Your AI agents just approved a code change at 3 a.m. The pipeline auto-deployed it to production, ran a few test prompts, and archived the logs. Sounds efficient until an auditor asks, “Who authorized that?” or “What data did the model see?” Suddenly everyone’s scrolling through screenshots, chat threads, and CI logs, praying for an audit trail that makes sense.
This is the new frontier of AI change control and AI control attestation. The more generative and autonomous your systems become, the faster they move—and the harder they are to prove compliant. Approvals, prompts, redactions, and access patterns blur into a swirl of automation. Regulators still expect evidence. Boards still expect control. And security teams still need to prove that behind the chaos, everything followed policy.
That’s why Inline Compliance Prep exists. It turns every human and AI interaction with your resources into structured, provable audit evidence. Every access, command, approval, and masked query becomes compliant metadata—who ran what, who approved it, what got blocked, and what data was hidden. You get a clean, continuous audit trail without screenshots or manual log hunts.

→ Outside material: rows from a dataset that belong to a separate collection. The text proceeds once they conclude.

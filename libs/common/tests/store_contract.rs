//! Integration tests for the record-store contract
//!
//! These tests exercise the full insert/query/update/delete cycle against
//! the in-memory implementation, which the service test suites also build
//! on.

use common::store::{ExactFilter, RecordStore, memory::MemoryStore};
use serde_json::{Value, json};

fn fields(value: Value) -> serde_json::Map<String, Value> {
    value.as_object().cloned().unwrap_or_default()
}

/// Test that verifies a row survives a full lifecycle through the store
#[tokio::test]
async fn test_record_lifecycle() -> Result<(), Box<dyn std::error::Error>> {
    let store = MemoryStore::new();

    // Create a row
    let created = store
        .insert(
            "Users",
            fields(json!({
                "email": "lifecycle@epicu.fr",
                "first_name": "Ana",
                "last_name": "Martin",
            })),
        )
        .await?;
    assert!(created.id.starts_with("rec"));

    // Read it back through an exact-match filtered query with a row cap of 1
    let rows = store
        .query(
            "Users",
            ExactFilter {
                field: "email",
                value: "lifecycle@epicu.fr",
                max_records: 1,
            },
        )
        .await?;
    assert_eq!(rows.len(), 1, "filtered query should find the created row");
    assert_eq!(rows[0].id, created.id);

    // Update a single field; other fields must be preserved
    let updated = store
        .update("Users", &created.id, fields(json!({"first_name": "Anaïs"})))
        .await?;
    assert_eq!(updated.str_field("Users", "first_name")?, "Anaïs");
    assert_eq!(updated.str_field("Users", "last_name")?, "Martin");

    // Point fetch resolves the row by id
    let fetched = store.fetch("Users", &created.id).await?;
    assert!(fetched.is_some(), "point fetch should resolve the row");

    // Delete reports that a row was removed, then that nothing matched
    assert!(store.delete("Users", &created.id).await?);
    assert!(!store.delete("Users", &created.id).await?);

    let fetched = store.fetch("Users", &created.id).await?;
    assert!(fetched.is_none(), "deleted row must not resolve");

    Ok(())
}

/// Queries against an unknown table behave like an empty table
#[tokio::test]
async fn test_unknown_table_reads_as_empty() -> Result<(), Box<dyn std::error::Error>> {
    let store = MemoryStore::new();

    let rows = store
        .query(
            "NoSuchTable",
            ExactFilter {
                field: "token",
                value: "anything",
                max_records: 1,
            },
        )
        .await?;
    assert!(rows.is_empty());
    assert!(store.fetch("NoSuchTable", "rec000001").await?.is_none());
    assert!(!store.delete("NoSuchTable", "rec000001").await?);

    Ok(())
}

Once Inline Compliance Prep is in place, the workflow changes. Approvals still happen—by humans or models—but each one carries cryptographic proof of policy. Access tokens map back to identity providers like Okta or Azure AD. Sensitive data is automatically masked before it ever reaches an AI system. And every action, even those triggered by copilots from OpenAI or Anthropic, records exactly what parameters were used. The result is a living ledger of trust for AI operations.
Where Manual Control Collapsed
Traditional change control assumed human gatekeepers. Today’s AI-driven workflows make decisions on the fly, often in milliseconds. Manual attestation simply can’t keep up. Inline Compliance Prep automates the capture of evidence the way CI/CD automated builds. It keeps the compliance logic inside the runtime, not bolted on afterward.